Reading & the Good Life
Join the conversation! Every Friday at Noon EST (Join here), Perennial Meditations readers are welcome to gather for Reading & the Good Life, a space for connection, contemplation, and conversations on the art of living! This week begins our exploration of the writing and wisdom of C.S. Lewis (through his short book — The Abolition of Man).
Check out our bookshelf below for previous and future reading!
Who is C.S. Lewis?
Clive Staples Lewis was one of the most influential writers of the 20th Century. A brilliant and imaginative thinker, Lewis was a scholar and professor of English literature with positions at Oxford and Cambridge. Yet he became best known for his famous works of children’s fantasy and his writings and talks on the Christian faith. His BBC radio broadcasts during World War Two gained widespread acclaim in England as Lewis explored “Right and Wrong, a Clue to the Meaning of the Universe.”
Once an avowed atheist, Lewis’s own intellectual and spiritual journey led him to the God of the Bible and ultimately to Christ. While he seldom spoke of his beliefs during university lectures, His Christian faith profoundly influenced his writing. C.S. Lewis wrote over thirty books, including The Chronicles of Narnia, The Space Trilogy, Mere Christianity, Miracles, Surprised by Joy, The Screwtape Letters, and The Problem of Pain. […]
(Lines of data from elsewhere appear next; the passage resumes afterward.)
/// Typed accessors of a façade over `self.task`.
///
/// `getter => ATTR: Type` yields a read-only accessor; adding `, setter,
/// resetter` yields the write and reset forms too.
macro_rules! facade_properties {
    ($target:expr; $($(#[$meta:meta])* $getter:ident $(, $setter:ident, $resetter:ident)? => $attr:path : $ty:ty;)*) => {
        $(
            $(#[$meta])*
            pub fn $getter(&self) -> $crate::error::Result<$ty> {
                self.task.get($target, $attr)
            }

            $(
                #[doc = concat!("Set `", stringify!($getter), "`.")]
                pub fn $setter(&self, value: $ty) -> $crate::error::Result<()> {
                    self.task.set($target, $attr, value)
                }

                #[doc = concat!("Reset `", stringify!($getter), "` to its default.")]
                pub fn $resetter(&self) -> $crate::error::Result<()> {
                    self.task.reset($target, $attr)
                }
            )?
        )*
    };
}

pub(crate) use facade_properties;

/// By-name property access of a façade over `self.task`.
macro_rules! facade_reflection {
    ($target:expr, $group:expr) => {
        /// Names accepted by the `*_property` methods.
        pub fn property_names(&self) -> impl Iterator<Item = &'static str> {
            $crate::attributes::property_names($group)
        }

        /// Read a property by name.
        pub fn get_property(&self, name: &str) -> $crate::error::Result<$crate::attributes::AttributeValue> {
            self.task.get_property($target, name)
        }

        /// Write a property by name; the value must have the property's type.
        pub fn set_property(&self, name: &str, value: $crate::attributes::AttributeValue) -> $crate::error::Result<()> {
            self.task.set_property($target, name, value)
        }

        /// Reset a property by name.
        pub fn reset_property(&self, name: &str) -> $crate::error::Result<()> {
            self.task.reset_property($target, name)
        }
    };
}

pub(crate) use facade_reflection;

#[cfg(test)]
mod tests {
    use super::*;

    #[test]
    fn test_table_matches_typed_constants() {
        let def = find(AttrGroup::Timing, "samp_clk_rate").unwrap();
        assert_eq!(*def, timing::SAMP_CLK_RATE.def());
        assert_eq!(def.ty, AttributeType::F64);
    }

    #[test]
    fn test_ids_unique_within_group() {
        for (i, a) in ATTRIBUTES.iter().enumerate() {
            for b in &ATTRIBUTES[i + 1..] {
                assert!(
                    !(a.group == b.group && (a.id == b.id || a.name == b.name)),
                    "duplicate {:?} / {:?}",
                    a,
                    b
                );
            }
        }
    }

    #[test]
    fn test_enum_attributes_are_int32() {
        assert_eq!(channel::CHAN_TYPE.def().ty, AttributeType::I32);
        assert_eq!(watchdog::DO_EXPIR_STATE.def().ty, AttributeType::I32);
    }

    #[test]
    fn test_unknown_property_lookup() {
        let err = lookup(AttrGroup::Trigger, "no_such_thing").unwrap_err();
        assert_eq!(err.kind(), crate::error::ErrorKind::UnknownProperty);
        assert!(err.message().contains("Triggers"));
    }

    #[test]
    fn test_value_from_wrong_type() {
        let err = f64::from_value(AttributeValue::U32(3)).unwrap_err();
        assert_eq!(err.code(), error_codes::INVALID_ATTRIBUTE_VALUE);
    }

    #[test]
    fn test_property_names_by_group() {
        let names: Vec<_> = property_names(AttrGroup::Buffer).collect();
        assert_eq!(names, ["input_buf_size", "output_buf_size"]);
    }
}
//! Shape inference of dynamic reads and writes, attribute round trips and
//! channel views.

use std::sync::Arc;

use daqmx::attributes::{channel as chan_attrs, read as read_attrs};
use daqmx::stream_readers::AnalogMultiChannelReader;
use daqmx::{
    error_codes, AcquisitionType, AttrTarget, AttributeValue, CtrFreq, Edge, ErrorKind, NumSamples, ReadData, Sample, SampleVec,
    SimulatedDriver, Task, DEFAULT_TIMEOUT,
};

fn sim() -> Arc<SimulatedDriver> {
    Arc::new(SimulatedDriver::default())
}

fn ai_task(driver: Arc<SimulatedDriver>, name: &str, physical: &str) -> Task {
    let task = Task::new(driver, name).unwrap();
    task.ai_channels().add_ai_voltage_chan(physical).unwrap();
    task
}

#[test]
fn test_read_shape_follows_channels_and_count() {
    let driver = sim();
    let one = ai_task(driver.clone(), "one", "SimDev1/ai0");
    assert!(matches!(one.read(NumSamples::Unset, DEFAULT_TIMEOUT).unwrap(), ReadData::Scalar(Sample::F64(_))));
    let list = one.read(1u32, DEFAULT_TIMEOUT).unwrap();
    assert!(matches!(&list, ReadData::List(SampleVec::F64(v)) if v.len() == 1));

    let many = ai_task(driver, "many", "SimDev1/ai0:2");
    let flat = many.read(NumSamples::Unset, DEFAULT_TIMEOUT).unwrap();
    assert_eq!(flat.as_list().map(SampleVec::len), Some(3));
    let rows = many.read(4u32, DEFAULT_TIMEOUT).unwrap();
    let rows = rows.as_matrix().unwrap();
    assert_eq!(rows.len(), 3);
    assert!(rows.iter().all(|row| row.len() == 4));

    one.close().unwrap();
    many.close().unwrap();
}

#[test]
fn test_short_finite_read_reports_samples_transferred() {
    let task = ai_task(sim(), "short", "SimDev1/ai0");
    task.timing()
        .cfg_samp_clk_timing(100.0, "", Edge::Rising, AcquisitionType::Finite, 1000)
        .unwrap();
    let err = task.read(1000u32, 0.05).unwrap_err();
    assert_eq!(err.kind(), ErrorKind::Read);
    assert!(err.is_timeout());
    assert!(err.samples_transferred().unwrap() < 1000);
    assert_eq!(err.task_name(), Some("short"));
    task.close().unwrap();
}

#[test]
fn test_write_rejects_mismatched_data() {
    let task = Task::new(sim(), "ao_pair").unwrap();
    task.ao_channels().add_ao_voltage_chan("SimDev1/ao0:1").unwrap();

    let err = task
        .write(vec![vec![1.0, 2.0], vec![1.0, 2.0], vec![1.0, 2.0]], None, DEFAULT_TIMEOUT)
        .unwrap_err();
    assert_eq!(err.code(), error_codes::WRITE_NUM_CHANS_MISMATCH);
    assert!(err.message().contains("Number of Channels in Task: 2"));

    let err = task.write(vec![true, false], None, DEFAULT_TIMEOUT).unwrap_err();
    assert_eq!(err.code(), error_codes::WRITE_CHAN_TYPE_MISMATCH);

    let pulses = vec![CtrFreq::default(), CtrFreq::default()];
    assert_eq!(
        task.write(pulses, None, DEFAULT_TIMEOUT).unwrap_err().kind(),
        ErrorKind::InvalidArgument
    );

    // One value per channel is a single sample and starts the task.
    assert_eq!(task.write(vec![0.5, -0.5], None, DEFAULT_TIMEOUT).unwrap(), 1);
    task.close().unwrap();
}

#[test]
fn test_many_samples_write_reads_back_last_value() {
    let driver = sim();
    let ao = Task::new(driver.clone(), "ao_many").unwrap();
    ao.ao_channels().add_ao_voltage_chan("SimDev1/ao1").unwrap();
    // Untimed, so the last sample is what the output holds.
    assert_eq!(ao.write(vec![0.0, 1.0, 2.0], Some(true), DEFAULT_TIMEOUT).unwrap(), 3);

    let ai = ai_task(driver, "ai_many", "SimDev1/ai1");
    let Some(Sample::F64(value)) = ai.read(NumSamples::Unset, DEFAULT_TIMEOUT).unwrap().as_scalar() else {
        panic!("expected a scalar");
    };
    assert!((value - 2.0).abs() < 0.005);
    ao.close().unwrap();
    ai.close().unwrap();
}

#[test]
fn test_channel_attribute_set_and_reset() {
    let task = ai_task(sim(), "attrs", "SimDev1/ai0");
    let chan = task.ai_channels().get(0).unwrap();
    assert_eq!(chan.get(chan_attrs::AI_MAX).unwrap(), 5.0);

    chan.set(chan_attrs::AI_MAX, 2.0).unwrap();
    assert_eq!(chan.get(chan_attrs::AI_MAX).unwrap(), 2.0);
    assert_eq!(
        task.get(AttrTarget::Channel(chan.name()), chan_attrs::AI_MAX).unwrap(),
        2.0
    );

    chan.reset(chan_attrs::AI_MAX).unwrap();
    assert_eq!(chan.get(chan_attrs::AI_MAX).unwrap(), 5.0);

    chan.set_description("sensor A").unwrap();
    assert_eq!(chan.description().unwrap(), "sensor A");
    task.close().unwrap();
}

#[test]
fn test_channel_concatenation_is_associative() {
    let driver = sim();
    let task = ai_task(driver.clone(), "views", "SimDev1/ai0:2");
    let ai = task.ai_channels();
    let (a, b, c) = (ai.get(0).unwrap(), ai.get(1).unwrap(), ai.get(2).unwrap());

    let left = (&(&a + &b).unwrap() + &c).unwrap();
    let right = (&a + &(&b + &c).unwrap()).unwrap();
    assert_eq!(left, right);
    assert_eq!(left.channel_names(), ai.channel_names());
    assert_eq!(left, ai.all());

    let other = ai_task(driver, "elsewhere", "SimDev1/ai3");
    let foreign = other.ai_channels().get(0).unwrap();
    assert!((&a + &foreign).is_err());

    task.close().unwrap();
    other.close().unwrap();
}

#[test]
fn test_channels_to_read_limits_dynamic_read() {
    let task = ai_task(sim(), "subset", "SimDev1/ai0:3");
    let chans = task.ai_channels().channel_names();
    task.in_stream().set_channels_to_read(&chans[1]).unwrap();
    assert!(matches!(task.read(NumSamples::Unset, DEFAULT_TIMEOUT).unwrap(), ReadData::Scalar(_)));

    task.in_stream().reset_channels_to_read().unwrap();
    assert_eq!(task.read(NumSamples::Unset, DEFAULT_TIMEOUT).unwrap().len(), 4);
    task.close().unwrap();
}

#[test]
fn test_channels_to_read_set_as_attribute_limits_reads() {
    let task = ai_task(sim(), "subset_attr", "SimDev1/ai0:3");
    let chans = task.ai_channels().channel_names();
    task.set(AttrTarget::Read, read_attrs::CHANNELS_TO_READ, chans[1].clone())
        .unwrap();
    assert!(matches!(task.read(NumSamples::Unset, DEFAULT_TIMEOUT).unwrap(), ReadData::Scalar(_)));
    assert!(matches!(task.read(2u32, DEFAULT_TIMEOUT).unwrap(), ReadData::List(v) if v.len() == 2));

    let reader = AnalogMultiChannelReader::new(&task);
    let mut one = [0.0; 1];
    reader.read_one_sample(&mut one, DEFAULT_TIMEOUT).unwrap();
    let mut four = [0.0; 4];
    assert_eq!(
        reader.read_one_sample(&mut four, DEFAULT_TIMEOUT).unwrap_err().kind(),
        ErrorKind::InvalidArgument
    );

    task.in_stream()
        .set_property("channels_to_read", AttributeValue::String(format!("{}, {}", chans[0], chans[3])))
        .unwrap();
    assert_eq!(task.read(NumSamples::Unset, DEFAULT_TIMEOUT).unwrap().len(), 2);
    let rows = task.read(3u32, DEFAULT_TIMEOUT).unwrap();
    assert_eq!(rows.as_matrix().map(|m| m.len()), Some(2));

    task.in_stream().reset_property("channels_to_read").unwrap();
    assert_eq!(task.read(NumSamples::Unset, DEFAULT_TIMEOUT).unwrap().len(), 4);
    task.close().unwrap();
}

#[test]
fn test_loaded_task_keeps_saved_channels_to_read() {
    let driver = sim();
    let task = ai_task(driver.clone(), "subset_saved", "SimDev1/ai0:2");
    task.in_stream().set_channels_to_read("SimDev1/ai2").unwrap();
    task.save("", "me", true, false, false).unwrap();
    task.close().unwrap();

    let loaded = Task::load(driver, "subset_saved").unwrap();
    assert_eq!(loaded.ai_channels().channel_names().len(), 3);
    assert!(matches!(loaded.read(NumSamples::Unset, DEFAULT_TIMEOUT).unwrap(), ReadData::Scalar(_)));
    loaded.close().unwrap();
}
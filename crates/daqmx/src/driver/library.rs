//! In-process adapter over the vendor C library.
//!
//! Every call goes straight through `daqmx-sys`. Failing calls fetch their
//! extended error text immediately, on the same thread, before any other
//! driver call can overwrite it.
//!
//! Event callbacks are registered with a trampoline and a pointer to a boxed
//! [`CallbackCell`]. The box belongs to the returned handler and is freed only
//! once the driver can no longer call it: after the unregistration call
//! returns, or after the task was cleared.

#![allow(unsafe_code)]

use std::any::Any;
use std::collections::HashSet;
use std::ffi::{CStr, CString};
use std::panic::{catch_unwind, AssertUnwindSafe};
use std::ptr;
use std::sync::Arc;

use libc::{c_char, c_void};
use parking_lot::Mutex;
use tracing::{debug, info, warn};

use daqmx_sys as sys;

use super::{
    ChannelSpec, DoneCallback, DoneEvent, Driver, EventHandler, EveryNSamplesCallback, EveryNSamplesEvent,
    SignalCallback, SignalEvent, TaskHandle, TimingConfig, TriggerConfig,
};
use crate::attributes::{AttrTarget, AttributeType, AttributeValue};
use crate::constants::*;
use crate::error::{error_codes, DaqError, ErrorKind, Result};
use crate::names::{flatten_channel_string, unflatten_channel_string};
use crate::timestamp::Timestamp;
use crate::types::{CtrFreq, CtrTick, CtrTime, PowerMeasurement};

fn handle(task: TaskHandle) -> sys::TaskHandle {
    task.raw() as usize as sys::TaskHandle
}

fn adopt(raw: sys::TaskHandle) -> TaskHandle {
    TaskHandle::from_raw(raw as usize as u64)
}

fn cstr(s: &str) -> Result<CString> {
    CString::new(s).map_err(|_| {
        DaqError::invalid_argument(error_codes::INVALID_ATTRIBUTE_VALUE, format!("String contains a NUL byte: {s:?}"))
    })
}

fn samps_arg(samps: u32) -> Result<i32> {
    i32::try_from(samps).map_err(|_| {
        DaqError::invalid_argument(error_codes::NUM_SAMPS_WRONG, format!("{samps} samples per channel is out of range."))
    })
}

fn size_arg(len: usize) -> Result<u32> {
    u32::try_from(len).map_err(|_| {
        DaqError::invalid_argument(error_codes::READ_BUFFER_TOO_SMALL, format!("Buffer of {len} elements is too large."))
    })
}

fn bool32(v: bool) -> sys::bool32 {
    u32::from(v)
}

fn fill_arg(fill: FillMode) -> sys::bool32 {
    match fill {
        FillMode::GroupByChannel => sys::DAQmx_Val_GroupByChannel,
        FillMode::GroupByScanNumber => sys::DAQmx_Val_GroupByScanNumber,
    }
}

/// Text from the buffer-size-query protocol: a first call with a null buffer
/// returns the size required.
fn query_string(mut call: impl FnMut(*mut c_char, u32) -> i32) -> std::result::Result<String, i32> {
    let size = call(ptr::null_mut(), 0);
    if size < 0 {
        return Err(size);
    }
    if size == 0 {
        return Ok(String::new());
    }
    let mut buf = vec![0u8; size as usize];
    let status = call(buf.as_mut_ptr().cast(), size as u32);
    if status < 0 {
        return Err(status);
    }
    let text = CStr::from_bytes_until_nul(&buf)
        .map(|s| s.to_string_lossy().into_owned())
        .unwrap_or_else(|_| String::from_utf8_lossy(&buf).into_owned());
    Ok(text)
}

fn extended_error_info(status: i32) -> String {
    // SAFETY: the driver writes at most `size` bytes into the buffer.
    let extended = query_string(|buf, size| unsafe { sys::DAQmxGetExtendedErrorInfo(buf, size) });
    match extended {
        Ok(text) if !text.is_empty() => text,
        _ => {
            // SAFETY: as above.
            query_string(|buf, size| unsafe { sys::DAQmxGetErrorString(status, buf, size) })
                .unwrap_or_else(|_| format!("Driver returned status {status}."))
        }
    }
}

fn check(status: i32) -> Result<()> {
    super::check_status(status, || extended_error_info(status))
}

fn transfer_status(status: i32, transferred: i32, kind: ErrorKind) -> Result<u32> {
    let transferred = u32::try_from(transferred).unwrap_or(0);
    check(status).map_err(|e| e.into_kind(kind).with_samples_transferred(transferred))?;
    Ok(transferred)
}

/// Adapter calling the vendor library in-process.
#[derive(Debug, Clone, Default)]
pub struct LibraryDriver {
    live: Arc<Mutex<HashSet<u64>>>,
}

impl LibraryDriver {
    /// Adapter over the installed vendor library.
    pub fn new() -> Self {
        info!("NI-DAQmx library driver initialized");
        Self::default()
    }

    fn created(&self, raw: sys::TaskHandle) -> TaskHandle {
        let task = adopt(raw);
        self.live.lock().insert(task.raw());
        task
    }
}

macro_rules! read_array {
    ($ffi:ident, $task:expr, $samps:expr, $timeout:expr, $fill:expr, $buf:expr) => {{
        let samps = samps_arg($samps)?;
        let size = size_arg($buf.len())?;
        let mut read = 0;
        // SAFETY: the buffer outlives the call and its length is passed alongside.
        let status = unsafe {
            sys::$ffi(handle($task), samps, $timeout, fill_arg($fill), $buf.as_mut_ptr(), size, &mut read, ptr::null_mut())
        };
        transfer_status(status, read, ErrorKind::Read)
    }};
}

macro_rules! read_paired {
    ($ffi:ident, $task:expr, $samps:expr, $timeout:expr, $fill:expr, $a:expr, $b:expr) => {{
        let samps = samps_arg($samps)?;
        let size = size_arg($a.len().min($b.len()))?;
        let mut read = 0;
        // SAFETY: both buffers outlive the call and hold at least `size` elements.
        let status = unsafe {
            sys::$ffi(
                handle($task),
                samps,
                $timeout,
                fill_arg($fill) as _,
                $a.as_mut_ptr(),
                $b.as_mut_ptr(),
                size,
                &mut read,
                ptr::null_mut(),
            )
        };
        transfer_status(status, read, ErrorKind::Read)
    }};
}

macro_rules! write_array {
    ($ffi:ident, $task:expr, $samps:expr, $auto_start:expr, $timeout:expr, $fill:expr, $($data:expr),+) => {{
        let samps = samps_arg($samps)?;
        let mut written = 0;
        // SAFETY: the driver reads `samps` samples per channel; the engine sized the data.
        let status = unsafe {
            sys::$ffi(
                handle($task),
                samps,
                bool32($auto_start),
                $timeout,
                fill_arg($fill),
                $($data.as_ptr(),)+
                &mut written,
                ptr::null_mut(),
            )
        };
        transfer_status(status, written, ErrorKind::Write)
    }};
}

macro_rules! set_raw {
    ($h:expr, $target:expr, $sel:expr, $id:expr, $($value:expr),+) => {
        match $target {
            AttrTarget::Task => return Err(DaqError::function_not_supported("DAQmxSetTaskAttribute")),
            AttrTarget::Channel(_) => sys::DAQmxSetChanAttribute($h, $sel, $id, $($value),+),
            AttrTarget::Timing => sys::DAQmxSetTimingAttribute($h, $id, $($value),+),
            AttrTarget::Trigger => sys::DAQmxSetTrigAttribute($h, $id, $($value),+),
            AttrTarget::Read => sys::DAQmxSetReadAttribute($h, $id, $($value),+),
            AttrTarget::Write => sys::DAQmxSetWriteAttribute($h, $id, $($value),+),
            AttrTarget::ExportedSignal => sys::DAQmxSetExportedSignalAttribute($h, $id, $($value),+),
            AttrTarget::Buffer => sys::DAQmxSetBufferAttribute($h, $id, $($value),+),
            AttrTarget::Watchdog(_) => sys::DAQmxSetWatchdogAttribute($h, $sel, $id, $($value),+),
        }
    };
}

enum Registration {
    EveryN(EveryNSamplesEventType, u32),
    Done,
    Signal(Signal),
}

struct CallbackCell<C> {
    task: TaskHandle,
    callback: Mutex<C>,
}

unsafe extern "C" fn every_n_trampoline(
    _task: sys::TaskHandle,
    event_type: sys::int32,
    samples: sys::uInt32,
    data: *mut c_void,
) -> sys::int32 {
    // SAFETY: `data` points at the cell owned by the live handler.
    let cell = unsafe { &*(data as *const CallbackCell<EveryNSamplesCallback>) };
    let Some(event_type) = EveryNSamplesEventType::from_raw(event_type) else {
        return 0;
    };
    let event = EveryNSamplesEvent {
        task: cell.task,
        event_type,
        samples,
    };
    if catch_unwind(AssertUnwindSafe(|| (&mut *cell.callback.lock())(event))).is_err() {
        warn!(task = %cell.task, "Every-N-samples callback panicked");
    }
    0
}

unsafe extern "C" fn done_trampoline(_task: sys::TaskHandle, status: sys::int32, data: *mut c_void) -> sys::int32 {
    // SAFETY: `data` points at the cell owned by the live handler.
    let cell = unsafe { &*(data as *const CallbackCell<DoneCallback>) };
    let event = DoneEvent { task: cell.task, status };
    if catch_unwind(AssertUnwindSafe(|| (&mut *cell.callback.lock())(event))).is_err() {
        warn!(task = %cell.task, "Done callback panicked");
    }
    0
}

unsafe extern "C" fn signal_trampoline(_task: sys::TaskHandle, signal: sys::int32, data: *mut c_void) -> sys::int32 {
    // SAFETY: `data` points at the cell owned by the live handler.
    let cell = unsafe { &*(data as *const CallbackCell<SignalCallback>) };
    let Some(signal) = Signal::from_raw(signal) else {
        return 0;
    };
    let event = SignalEvent { task: cell.task, signal };
    if catch_unwind(AssertUnwindSafe(|| (&mut *cell.callback.lock())(event))).is_err() {
        warn!(task = %cell.task, "Signal callback panicked");
    }
    0
}

struct LibraryEventHandler {
    task: TaskHandle,
    registration: Registration,
    cell: Option<Box<dyn Any + Send>>,
    live: Arc<Mutex<HashSet<u64>>>,
}

impl LibraryEventHandler {
    fn task_is_live(&self) -> bool {
        self.live.lock().contains(&self.task.raw())
    }
}

impl EventHandler for LibraryEventHandler {
    fn unregister(&mut self) -> Result<()> {
        if self.cell.is_none() {
            return Ok(());
        }
        if self.task_is_live() {
            let h = handle(self.task);
            // SAFETY: a null callback removes the registration; the driver
            // returns only after in-flight callbacks have finished.
            let status = unsafe {
                match self.registration {
                    Registration::EveryN(kind, samples) => {
                        sys::DAQmxRegisterEveryNSamplesEvent(h, kind.raw(), samples, 0, None, ptr::null_mut())
                    }
                    Registration::Done => sys::DAQmxRegisterDoneEvent(h, 0, None, ptr::null_mut()),
                    Registration::Signal(signal) => sys::DAQmxRegisterSignalEvent(h, signal.raw(), 0, None, ptr::null_mut()),
                }
            };
            check(status)?;
        }
        self.cell = None;
        debug!(task = %self.task, "Event callback unregistered");
        Ok(())
    }
}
Learn more: https://www.cslewisinstitute.org/
The Abolition of Man
The Abolition of Man is a book on education and moral values (published in 1943). The book originated from three lectures delivered at the University of Durham in February 1943. Many people regard this as Lewis’s most important book. Lewis argues that education, both at home and in schools, needs to be conducted in the context of moral law and objective values.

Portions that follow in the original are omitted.